Monday, November 9, 2009

Hey it's me again. It depresses me that I can't send these letters yet because it makes me feel better in knowing that someone at home is aware of what I'm doing and how I'm doing. Apparently it's really hard for the hoe-schooled, only child people. Every time I tell someone that I am one of these "unfortunates," their eyes widen and a light bulb brightens over their heads. Oh, and the fact that it's my first time away from home...all of it adds up to me: "clueless"

However, under no circumstances do I regret my being home-schooled, an only child, and all of thos ethings. The time I've had to spend with all of you has been priceless, ispriceless.

I miss my family and my church family so much. I am just grateful that I could even get a chance to talk to some of you. It was limited, but it was worth it.

Now, what I'm not looking forward to is doing them long marches. I think there's a 2mile, 5mile, and 9mile. We'll have to wear our heavy gear. I talked to some females on the bus who're close to graduating and they told me that it increased their runtime and that the feelings of accomplishment were well worth the hardship of the marches.

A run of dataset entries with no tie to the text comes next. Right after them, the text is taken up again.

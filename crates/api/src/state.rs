use std::sync::Arc;

use comfyrun_cloud::client::RunPodClient;
use comfyrun_comfyui::api::ComfyUIApi;
use comfyrun_worker::supervisor::{Supervisor, SupervisorHandle};

use crate::config::AppConfig;

/// Shared application state available to all Axum handlers via `State<AppState>`.
///
/// This is cheaply cloneable (inner data is behind `Arc` or is already `Clone`).
#[derive(Clone)]
pub struct AppState {
    pub config: Arc<AppConfig>,
    /// Owner of the local ComfyUI process.
    pub supervisor: SupervisorHandle,
    /// HTTP client for the local engine.
    pub comfyui: ComfyUIApi,
    /// RunPod queue client, when credentials are configured.
    pub runpod: Option<RunPodClient>,
}

impl AppState {
    /// Wire up state from configuration. The engine is not started here.
    pub fn from_config(config: AppConfig) -> Self {
        let comfyui = ComfyUIApi::new(config.comfyui_url());
        let supervisor = Supervisor::new(config.supervisor_config(), Arc::new(comfyui.clone()));
        let runpod = config.runpod.as_ref().map(RunPodClient::new);
        Self {
            config: Arc::new(config),
            supervisor,
            comfyui,
            runpod,
        }
    }
}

I've been waiting at the TMC clinic for almost two hours now. I had to fill out a thick set of paperwork, sign and date, sign and date, sign and date. Whew. The reason why I'm here is because of that mental health evaluation. Captain Y had reassured me about this and I feel peace about it. I'll be in and out like I was never here :P If I ever get into the analyst's office that is...grrrr.

Now I really need to utilize the latrine and I've missed my favorite time to eat: breakfast. [sigh] I'm afraid that if I go pee now, they might call my name. I'll just hurry.

11:15a

Yay, I'm apparently mentally fit! Time to return to the company!